Floodgate operation is one of the main forms of river regulation in the development and utilization of river basins. It changes the natural structure, flow process, and correlative environment of rivers. However, there is little analysis of the multiple impacts of small floodgate operation on the water environment in river networks and of the regulation patterns of urban floodgate infrastructure on pollution. In this paper, a one-dimensional hydrodynamic–water quality model, MIKE 11, was used, taking Wuxi’s two main pollutant indicators—the permanganate index (COD Mn ) and ammonia nitrogen (NH 3 -N)—to simulate the water quality response of Wuxi’s river network based on different design solutions of urban floodgate infrastructure.

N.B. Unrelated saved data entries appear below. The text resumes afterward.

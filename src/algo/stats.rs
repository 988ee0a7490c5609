use std::fmt::Display;

use itertools::Itertools;

use super::*;

/// Minimum, maximum, mean and median over the degrees of all vertices
#[derive(Debug, Copy, Clone, PartialEq)]
pub struct DegreeStatistics {
    pub min: NumNodes,
    pub max: NumNodes,
    pub mean: f64,
    /// For an even number of vertices the mean of the two central degrees
    pub median: f64,
}

impl DegreeStatistics {
    /// Computes the statistics of a non-empty degree sequence in `O(n log n)`.
    /// Returns `None` for an empty sequence.
    pub fn from_degrees(degrees: impl IntoIterator<Item = NumNodes>) -> Option<Self> {
        let degrees = degrees.into_iter().sorted_unstable().collect_vec();
        let len = degrees.len();
        let (&min, &max) = (degrees.first()?, degrees.last()?);

        let sum: u64 = degrees.iter().map(|&d| d as u64).sum();
        let median = if len % 2 == 1 {
            degrees[len / 2] as f64
        } else {
            (degrees[len / 2 - 1] as f64 + degrees[len / 2] as f64) / 2.0
        };

        Some(Self {
            min,
            max,
            mean: sum as f64 / len as f64,
            median,
        })
    }
}

/// Aggregated properties of a graph: size, degree statistics and the full component listing.
///
/// `Display` renders the textual report:
/// ```text
/// Vertices: 4
/// Edges: 2
/// Minimum degree: 1
/// Maximum degree: 1
/// Mean degree: 1
/// Median degree: 1
///
/// Connected components: 2
/// Component 0: size 2; members: 1 2
/// Component 1: size 2; members: 3 4
/// ```
#[derive(Debug, Clone, PartialEq)]
pub struct GraphSummary {
    pub vertices: NumNodes,
    pub edges: NumEdges,
    pub degrees: DegreeStatistics,
    /// Sorted by descending size, see [`Connectivity::connected_components`]
    pub components: Vec<Vec<Node>>,
}

impl Display for GraphSummary {
    fn fmt(&self, f: &mut std::fmt::Formatter<'_>) -> std::fmt::Result {
        writeln!(f, "Vertices: {}", self.vertices)?;
        writeln!(f, "Edges: {}", self.edges)?;
        writeln!(f, "Minimum degree: {}", self.degrees.min)?;
        writeln!(f, "Maximum degree: {}", self.degrees.max)?;
        writeln!(f, "Mean degree: {}", self.degrees.mean)?;
        writeln!(f, "Median degree: {}", self.degrees.median)?;
        writeln!(f)?;
        writeln!(f, "Connected components: {}", self.components.len())?;
        for (i, component) in self.components.iter().enumerate() {
            writeln!(
                f,
                "Component {i}: size {}; members: {}",
                component.len(),
                component.iter().join(" ")
            )?;
        }
        Ok(())
    }
}

/// Degree statistics and the summary report
pub trait Statistics: Connectivity {
    /// Returns min/max/mean/median degree
    fn degree_statistics(&self) -> DegreeStatistics {
        // a graph always has at least one vertex
        DegreeStatistics::from_degrees(self.degrees()).unwrap_or(DegreeStatistics {
            min: 0,
            max: 0,
            mean: 0.0,
            median: 0.0,
        })
    }

    /// Computes all properties of [`GraphSummary`]. Dominated by the component computation
    /// and the sort of the degree sequence.
    fn summary(&self) -> GraphSummary {
        GraphSummary {
            vertices: self.number_of_nodes(),
            edges: self.number_of_edges(),
            degrees: self.degree_statistics(),
            components: self.connected_components(),
        }
    }
}

impl<G> Statistics for G where G: AdjacencyList + Sized {}
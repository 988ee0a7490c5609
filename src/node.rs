/*!
# Node Representation

We choose `Node = u32` as almost all use-cases involve less than `2^32` nodes.

Nodes are numbered `1` to `n`. Index `0` is reserved: every per-vertex array in this crate has
length `n + 1` and never stores information for slot `0`. This keeps vertex ids identical to the
ids used in input files.
*/

use stream_bitset::bitset::BitSetImpl;

/// Nodes are unsigned integers in the range `1..=n`
pub type Node = u32;

/// The reserved slot at the front of every per-vertex array
pub const RESERVED_NODE: Node = 0;

/// There can be at most `2^32 - 1` nodes in a graph!
pub type NumNodes = Node;

/// BitSet for Nodes
pub type NodeBitSet = BitSetImpl<Node>;

/// Edge weights of a [`WeightedGraph`](crate::weighted::WeightedGraph)
pub type Weight = f64;

/// Returns the range of valid vertices of a graph with `n` nodes
#[inline]
pub fn node_range(n: NumNodes) -> std::ops::RangeInclusive<Node> {
    1..=n
}
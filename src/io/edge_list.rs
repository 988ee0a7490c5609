//! # EdgeList
//!
//! The EdgeList-Format consists of the number of vertices `n`, followed by `u v` records
//! representing the undirected edge `Edge(u, v)`. The weighted variant uses `u v w` records.

use std::{
    io::{BufRead, Lines},
    path::Path,
};

use tracing::warn;

use super::*;

/// Streams whitespace separated tokens line by line; line breaks carry no meaning
struct Tokens<R> {
    /// Lines in the reader
    lines: Lines<R>,
    /// Current line
    line: String,
    /// Position of the next unread byte in `line`
    pos: usize,
}

impl<R: BufRead> Tokens<R> {
    fn new(reader: R) -> Self {
        Self {
            lines: reader.lines(),
            line: String::new(),
            pos: 0,
        }
    }

    /// Returns the next token or `None` at the end of the input
    fn next(&mut self) -> GraphResult<Option<&str>> {
        loop {
            let rest = &self.line[self.pos..];
            let start = self.pos + (rest.len() - rest.trim_ascii_start().len());
            if start < self.line.len() {
                let end = self.line[start..]
                    .find(|c: char| c.is_ascii_whitespace())
                    .map_or(self.line.len(), |len| start + len);
                self.pos = end;
                return Ok(Some(&self.line[start..end]));
            }

            match self.lines.next() {
                None => return Ok(None),
                Some(line) => {
                    self.line = line?;
                    self.pos = 0;
                }
            }
        }
    }

    /// Parses the vertex count, the first token of the input
    fn read_vertex_count(&mut self) -> GraphResult<NumNodes> {
        let n: i64 = parse_next_value!(self, "number of vertices");
        if n < 1 {
            return Err(GraphError::InvalidVertexCount(n));
        }
        NumNodes::try_from(n).map_err(|_| parse_error!("Too many vertices: {n}"))
    }

    /// Parses the first endpoint of the next record or returns `None` at the end of the input
    fn read_record_start(&mut self) -> GraphResult<Option<Node>> {
        match self.next()? {
            None => Ok(None),
            Some(u) => u
                .parse()
                .map(Some)
                .map_err(|_| parse_error!("Invalid value {u:?} found. Cannot parse edge.")),
        }
    }
}

/// A GraphReader for the unweighted EdgeList-Format
#[derive(Debug, Clone, Default)]
pub struct EdgeListReader {
    /// Backend of the graphs read
    representation: Representation,
}

impl EdgeListReader {
    /// Creates a new (default) reader
    pub fn new() -> Self {
        Self::default()
    }

    /// Updates the representation of the graphs read
    pub fn representation(mut self, representation: Representation) -> EdgeListReader {
        self.representation = representation;
        self
    }

    /// Reads the vertex count and all edges without building a graph
    pub fn try_read_edges<R: BufRead>(&self, reader: R) -> GraphResult<(NumNodes, Vec<Edge>)> {
        let mut tokens = Tokens::new(reader);
        let n = tokens.read_vertex_count()?;

        let mut edges = Vec::new();
        while let Some(u) = tokens.read_record_start()? {
            let v: Node = parse_next_value!(tokens, "edge");
            edges.push(Edge(u, v));
        }

        Ok((n, edges))
    }
}

impl GraphReader<Graph> for EdgeListReader {
    fn try_read_graph<R: BufRead>(&self, reader: R) -> GraphResult<Graph> {
        let (n, edges) = self.try_read_edges(reader)?;
        Graph::from_edges(n, edges, self.representation)
    }
}

/// A GraphReader for the weighted EdgeList-Format.
///
/// Negative weights are accepted (only Dijkstra rejects them) but reported via `tracing::warn!`.
#[derive(Debug, Clone, Default)]
pub struct WeightedEdgeListReader {
    /// Backend of the graphs read
    representation: Representation,
}

impl WeightedEdgeListReader {
    /// Creates a new (default) reader
    pub fn new() -> Self {
        Self::default()
    }

    /// Updates the representation of the graphs read
    pub fn representation(mut self, representation: Representation) -> WeightedEdgeListReader {
        self.representation = representation;
        self
    }

    /// Reads the vertex count and all weighted edges without building a graph
    pub fn try_read_edges<R: BufRead>(
        &self,
        reader: R,
    ) -> GraphResult<(NumNodes, Vec<WeightedEdge>)> {
        let mut tokens = Tokens::new(reader);
        let n = tokens.read_vertex_count()?;

        let mut edges = Vec::new();
        while let Some(u) = tokens.read_record_start()? {
            let v: Node = parse_next_value!(tokens, "edge");
            let w: Weight = parse_next_value!(tokens, "weight");
            edges.push(WeightedEdge(u, v, w));
        }

        Ok((n, edges))
    }
}

impl GraphReader<WeightedGraph> for WeightedEdgeListReader {
    fn try_read_graph<R: BufRead>(&self, reader: R) -> GraphResult<WeightedGraph> {
        let (n, edges) = self.try_read_edges(reader)?;
        let graph = WeightedGraph::from_edges(n, edges, self.representation)?;

        if let Some(WeightedEdge(u, v, weight)) = graph.first_invalid_weight() {
            warn!(u, v, weight, "graph has invalid edge weights, dijkstra will reject it");
        }
        Ok(graph)
    }
}

impl Graph {
    /// Reads a graph in the EdgeList-Format, see [`EdgeListReader`]
    pub fn try_read<R: BufRead>(reader: R, representation: Representation) -> GraphResult<Self> {
        EdgeListReader::new()
            .representation(representation)
            .try_read_graph(reader)
    }

    /// Reads a graph in the EdgeList-Format from a file, see [`EdgeListReader`]
    pub fn try_read_file<P: AsRef<Path>>(
        path: P,
        representation: Representation,
    ) -> GraphResult<Self> {
        EdgeListReader::new()
            .representation(representation)
            .try_read_graph_file(path)
    }
}

impl WeightedGraph {
    /// Reads a graph in the weighted EdgeList-Format, see [`WeightedEdgeListReader`]
    pub fn try_read<R: BufRead>(reader: R, representation: Representation) -> GraphResult<Self> {
        WeightedEdgeListReader::new()
            .representation(representation)
            .try_read_graph(reader)
    }

    /// Reads a graph in the weighted EdgeList-Format from a file, see [`WeightedEdgeListReader`]
    pub fn try_read_file<P: AsRef<Path>>(
        path: P,
        representation: Representation,
    ) -> GraphResult<Self> {
        WeightedEdgeListReader::new()
            .representation(representation)
            .try_read_graph_file(path)
    }
}
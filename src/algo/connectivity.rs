use super::*;

/// Number and sizes of the connected components of a graph
#[derive(Debug, Copy, Clone, PartialEq, Eq)]
pub struct ComponentInfo {
    /// Number of connected components
    pub count: NumNodes,
    /// Number of vertices of the largest component
    pub largest: NumNodes,
    /// Number of vertices of the smallest component
    pub smallest: NumNodes,
}

/// Connected component labeling for undirected graphs
pub trait Connectivity: Traversal {
    /// Labels every vertex with the index of its connected component.
    ///
    /// Components are numbered `0, 1, ...` in the order of their smallest vertex. Slot `0` of
    /// the result is `None`, every other slot is `Some`. Runs in `O(n + m)` in total as the
    /// visited array is shared between all BFS runs.
    fn component_labels(&self) -> Vec<Option<NumNodes>> {
        let mut labels = vec![None; self.len() + 1];
        let mut marker = 0;
        for u in self.vertices() {
            if labels[u as usize].is_none() {
                self.bfs_visited(u, &mut labels, marker);
                marker += 1;
            }
        }
        labels
    }

    /// Returns the connected components, each as an ascending list of its vertices, sorted by
    /// descending size. Components of equal size keep the order of their smallest vertex.
    ///
    /// # Examples
    /// ```
    /// use graphprops::{prelude::*, algo::*};
    ///
    /// let g = Graph::from_edges(5, [(1, 5), (2, 3), (3, 4)], Representation::List).unwrap();
    /// assert_eq!(g.connected_components(), vec![vec![2, 3, 4], vec![1, 5]]);
    /// ```
    fn connected_components(&self) -> Vec<Vec<Node>> {
        let labels = self.component_labels();
        let count = labels.iter().flatten().max().map_or(0, |&l| l as usize + 1);

        let mut components = vec![Vec::new(); count];
        for u in self.vertices() {
            if let Some(label) = labels[u as usize] {
                components[label as usize].push(u);
            }
        }

        // stable, so ties keep labeling order
        components.sort_by(|a, b| b.len().cmp(&a.len()));
        components
    }

    /// Returns number, largest and smallest size of the connected components without
    /// materializing them
    fn connected_component_info(&self) -> ComponentInfo {
        let labels = self.component_labels();
        let mut sizes: Vec<NumNodes> = Vec::new();
        for label in labels.iter().flatten() {
            let label = *label as usize;
            if label >= sizes.len() {
                sizes.resize(label + 1, 0);
            }
            sizes[label] += 1;
        }

        ComponentInfo {
            count: sizes.len() as NumNodes,
            largest: sizes.iter().copied().max().unwrap_or(0),
            smallest: sizes.iter().copied().min().unwrap_or(0),
        }
    }

    /// Returns *true* if the graph consists of a single connected component
    fn is_connected(&self) -> bool {
        self.bfs(1).number_reached() == self.number_of_nodes()
    }
}

impl<G> Connectivity for G where G: AdjacencyList + Sized {}

#[cfg(test)]
mod tests {
    use super::*;
    use crate::{repr::*, testing::*};
    use itertools::Itertools;
    use rand::SeedableRng;
    use rand_pcg::Pcg64Mcg;

    #[test]
    fn path_is_one_component() {
        for representation in [Representation::Matrix, Representation::List] {
            let graph = Graph::from_edges(4, path_edges(4), representation).unwrap();
            assert_eq!(graph.connected_components(), vec![vec![1, 2, 3, 4]]);
            assert_eq!(
                graph.component_labels(),
                vec![None, Some(0), Some(0), Some(0), Some(0)]
            );
            assert!(graph.is_connected());
            assert_eq!(
                graph.connected_component_info(),
                ComponentInfo {
                    count: 1,
                    largest: 4,
                    smallest: 4
                }
            );
        }
    }

    #[test]
    fn two_components() {
        for representation in [Representation::Matrix, Representation::List] {
            let graph = Graph::from_edges(4, [(1, 2), (3, 4)], representation).unwrap();
            assert_eq!(graph.connected_components(), vec![vec![1, 2], vec![3, 4]]);
            assert!(!graph.is_connected());
        }
    }

    #[test]
    fn smallest_component() {
        let graph = Graph::from_edges(6, [(1, 2), (2, 3), (5, 6)], Representation::List).unwrap();
        assert_eq!(
            graph.connected_component_info(),
            ComponentInfo {
                count: 3,
                largest: 3,
                smallest: 1
            }
        );
        assert_eq!(
            graph.connected_components(),
            vec![vec![1, 2, 3], vec![5, 6], vec![4]]
        );
    }

    #[test]
    fn components_partition_vertices() {
        let rng = &mut Pcg64Mcg::seed_from_u64(13);

        for n in [1 as NumNodes, 10, 50, 200] {
            for m_ub in [n / 2, n, n * 3] {
                let edges = random_edges(rng, n, m_ub as NumEdges);
                let graph = Graph::from_edges(n, edges.iter(), Representation::List).unwrap();
                let components = graph.connected_components();

                assert!(components.iter().tuple_windows().all(|(a, b)| a.len() >= b.len()));
                assert_eq!(
                    components.iter().flatten().copied().sorted().collect_vec(),
                    (1..=n).collect_vec()
                );

                // every edge stays inside a component
                let labels = graph.component_labels();
                assert!(edges.iter().all(|&Edge(u, v)| labels[u as usize] == labels[v as usize]));

                let info = graph.connected_component_info();
                assert_eq!(info.count as usize, components.len());
                assert_eq!(info.largest as usize, components[0].len());
                assert_eq!(info.smallest as usize, components.last().unwrap().len());

                let matrix = Graph::from_edges(n, edges.iter(), Representation::Matrix).unwrap();
                assert_eq!(matrix.connected_components(), components);
            }
        }
    }
}
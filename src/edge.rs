use std::fmt::{Debug, Display};

use crate::{Node, Weight};

/// An undirected edge is defined by two nodes/endpoints.
/// `Edge(u, v)` and `Edge(v, u)` describe the same edge.
#[derive(Copy, Clone, PartialEq, Eq, PartialOrd, Ord, Hash)]
pub struct Edge(pub Node, pub Node);

/// Number of (undirected) edges
pub type NumEdges = u64;

impl Display for Edge {
    fn fmt(&self, f: &mut std::fmt::Formatter<'_>) -> std::fmt::Result {
        write!(f, "({},{})", self.0, self.1)
    }
}

impl Debug for Edge {
    fn fmt(&self, f: &mut std::fmt::Formatter<'_>) -> std::fmt::Result {
        <Self as Display>::fmt(self, f)
    }
}

impl Edge {
    /// Normalizes the edge such that the endpoint with smaller value comes first
    pub fn normalized(&self) -> Self {
        Edge(self.0.min(self.1), self.0.max(self.1))
    }

    /// Returns true if the endpoint with smaller index comes first
    pub fn is_normalized(&self) -> bool {
        self.0 <= self.1
    }

    /// Returns true if both endpoints are equal
    pub fn is_loop(&self) -> bool {
        self.0 == self.1
    }

    /// Reverses the edge by switching the endpoints
    pub fn reverse(&self) -> Self {
        Edge(self.1, self.0)
    }
}

impl From<(Node, Node)> for Edge {
    fn from(value: (Node, Node)) -> Self {
        Edge(value.0, value.1)
    }
}

impl From<&(Node, Node)> for Edge {
    fn from(value: &(Node, Node)) -> Self {
        Edge(value.0, value.1)
    }
}

impl From<&Edge> for Edge {
    fn from(value: &Edge) -> Self {
        *value
    }
}

/// An undirected edge with a weight attached to it
#[derive(Copy, Clone, PartialEq, PartialOrd)]
pub struct WeightedEdge(pub Node, pub Node, pub Weight);

impl WeightedEdge {
    /// Returns the weight of the edge
    pub fn weight(&self) -> Weight {
        self.2
    }
}

impl Display for WeightedEdge {
    fn fmt(&self, f: &mut std::fmt::Formatter<'_>) -> std::fmt::Result {
        write!(f, "({},{};{})", self.0, self.1, self.2)
    }
}

impl Debug for WeightedEdge {
    fn fmt(&self, f: &mut std::fmt::Formatter<'_>) -> std::fmt::Result {
        <Self as Display>::fmt(self, f)
    }
}

impl From<(Node, Node, Weight)> for WeightedEdge {
    fn from(value: (Node, Node, Weight)) -> Self {
        WeightedEdge(value.0, value.1, value.2)
    }
}

impl From<&(Node, Node, Weight)> for WeightedEdge {
    fn from(value: &(Node, Node, Weight)) -> Self {
        WeightedEdge(value.0, value.1, value.2)
    }
}

impl From<&WeightedEdge> for WeightedEdge {
    fn from(value: &WeightedEdge) -> Self {
        *value
    }
}

/// A single adjacency slot of a weighted graph: the neighbor together with the weight
/// of the edge leading to it.
#[derive(Debug, Copy, Clone, PartialEq)]
pub struct WeightedNeighbor {
    pub node: Node,
    pub weight: Weight,
}

impl WeightedNeighbor {
    pub fn new(node: Node, weight: Weight) -> Self {
        Self { node, weight }
    }
}
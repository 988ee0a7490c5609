//! # Reports
//!
//! Plain text reports of computed results. Every per-vertex report prints one line for each
//! vertex `1..=n`; unvisited vertices print `-1` as parent and level, unreached vertices of a
//! shortest-path tree print `inf` as distance.

use std::{
    fs::File,
    io::{BufWriter, Write},
    path::Path,
};

use super::*;
use crate::algo::{GraphSummary, ShortestPaths, TraversalTree};

/// Trait for results that can be written as a textual report
pub trait ReportWrite {
    /// Writes the report to the provided writer and flushes it.
    ///
    /// # Errors
    /// Returns an error if writing fails (e.g., IO errors).
    fn try_write_report<W: Write>(&self, writer: W) -> GraphResult<()>;

    /// Writes the report to a file, creating or truncating it.
    ///
    /// # Errors
    /// Returns an error if the file cannot be created or if writing fails.
    fn try_write_report_file<P: AsRef<Path>>(&self, path: P) -> GraphResult<()> {
        self.try_write_report(BufWriter::new(File::create(path)?))
    }
}

impl ReportWrite for GraphSummary {
    fn try_write_report<W: Write>(&self, mut writer: W) -> GraphResult<()> {
        write!(writer, "{self}")?;
        writer.flush()?;
        Ok(())
    }
}

/// `-1` for `None`, as in the textual formats of traversal results
fn or_minus_one(value: Option<Node>) -> i64 {
    value.map_or(-1, |x| x as i64)
}

impl ReportWrite for TraversalTree {
    fn try_write_report<W: Write>(&self, mut writer: W) -> GraphResult<()> {
        writeln!(writer, "Level -1 means not discovered.")?;
        writeln!(
            writer,
            "Level 0 with a vertex as its own parent marks the root of the spanning tree."
        )?;
        writeln!(writer)?;
        for v in node_range(self.levels().len() as NumNodes - 1) {
            writeln!(
                writer,
                "Vertex {v}: parent {}, level {}",
                or_minus_one(self.parent(v)),
                or_minus_one(self.level(v))
            )?;
        }
        writer.flush()?;
        Ok(())
    }
}

impl ReportWrite for ShortestPaths {
    fn try_write_report<W: Write>(&self, mut writer: W) -> GraphResult<()> {
        writeln!(writer, "Shortest paths from vertex {}", self.source())?;
        writeln!(writer)?;
        for v in node_range(self.dists().len() as NumNodes - 1) {
            writeln!(
                writer,
                "Vertex {v}: parent {}, distance {}",
                or_minus_one(self.parent(v)),
                self.dist(v)
            )?;
        }
        writer.flush()?;
        Ok(())
    }
}

#[cfg(test)]
mod tests {
    use super::*;
    use crate::algo::*;

    fn report<T: ReportWrite>(result: &T) -> String {
        let mut buffer = Vec::new();
        result.try_write_report(&mut buffer).unwrap();
        String::from_utf8(buffer).unwrap()
    }

    #[test]
    fn traversal_report() {
        let graph = Graph::from_edges(4, [(1, 2), (2, 3)], Representation::List).unwrap();
        let text = report(&graph.bfs(2));
        let lines = text.lines().collect::<Vec<_>>();
        assert_eq!(
            lines,
            vec![
                "Level -1 means not discovered.",
                "Level 0 with a vertex as its own parent marks the root of the spanning tree.",
                "",
                "Vertex 1: parent 2, level 1",
                "Vertex 2: parent 2, level 0",
                "Vertex 3: parent 2, level 1",
                "Vertex 4: parent -1, level -1",
            ]
        );
    }

    #[test]
    fn shortest_paths_report() {
        let graph =
            WeightedGraph::from_edges(3, [(1, 2, 0.5)], Representation::Matrix).unwrap();
        let paths = graph.dijkstra(1, DijkstraStrategy::Vector).unwrap();
        assert_eq!(
            report(&paths),
            "Shortest paths from vertex 1\n\n\
             Vertex 1: parent 1, distance 0\n\
             Vertex 2: parent 1, distance 0.5\n\
             Vertex 3: parent -1, distance inf\n"
        );
    }

    #[test]
    fn summary_report() {
        let graph = Graph::from_edges(2, [(1, 2)], Representation::List).unwrap();
        let summary = graph.summary();
        assert_eq!(report(&summary), summary.to_string());
        assert!(report(&summary).ends_with("Component 0: size 2; members: 1 2\n"));
    }
}
//! Error types for graph construction, input parsing and shortest-path queries.
//!
//! Expected absence (an unreachable vertex, a disconnected graph) is never an error:
//! those are reported through `Option` or `f64::INFINITY` in the regular return values.

use thiserror::Error;

use crate::{Node, NumNodes, Weight};

/// Result type alias for fallible graph operations.
pub type GraphResult<T> = Result<T, GraphError>;

/// Contract violations detected at construction or query time.
#[derive(Error, Debug)]
pub enum GraphError {
    /// A graph needs at least one vertex.
    #[error("Invalid vertex count {0}: a graph needs at least one vertex")]
    InvalidVertexCount(i64),

    /// A vertex id outside of `1..=n`.
    #[error("Vertex {vertex} out of range 1..={n}")]
    VertexOutOfRange { vertex: i64, n: NumNodes },

    /// Dijkstra requires non-negative weights.
    #[error("Edge ({u},{v}) has weight {weight}; Dijkstra requires non-negative weights")]
    NegativeWeight { u: Node, v: Node, weight: Weight },

    /// Walking the parent array never reached a self-parenting root.
    #[error("No self-parenting root found while reconstructing the path to vertex {0}")]
    MissingRoot(Node),

    /// Malformed textual input.
    #[error("Parse error: {0}")]
    Parse(String),

    /// The input stream could not be read.
    #[error("IO error: {0}")]
    Io(#[from] std::io::Error),
}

The results show that among the three design scenarios, the order of the decreasing amplitude of the COD Mn and NH 3 -N concentrations was as follows: 1.4 m design solution scenario > 2.1 m design solution scenario > 0.7 m design solution scenario. Meanwhile, under the 1.4 m scenario, the maximum decrease in the COD Mn concentration reached 37.57%, and the maximum decrease in the NH 3 -N concentration reached 206%. In the entire river network system, the improvement in the water quality in the downstream area was significantly better than that in the upstream area. In addition, under the three scenarios of floodgate operation, the changes in pollutant concentrations during the flood season (June–September) were significantly lower than those during the dry season (October–February) and the flat water season (March–May). The research results can provide theoretical support and new ideas for future research on the ecological operation of small floodgates and related research on the water environment effect.

Suggested Citation

  • Lan Feng & Pan Hu & Haisen Wang & Ming-ming Chen & Jiangang Han, 2022. "Improving City Water Quality through Pollution Reduction with Urban Floodgate Infrastructure and Design Solutions: A Case Study in Wuxi, China," IJERPH, MDPI, vol. 19(17), pages 1-18, September.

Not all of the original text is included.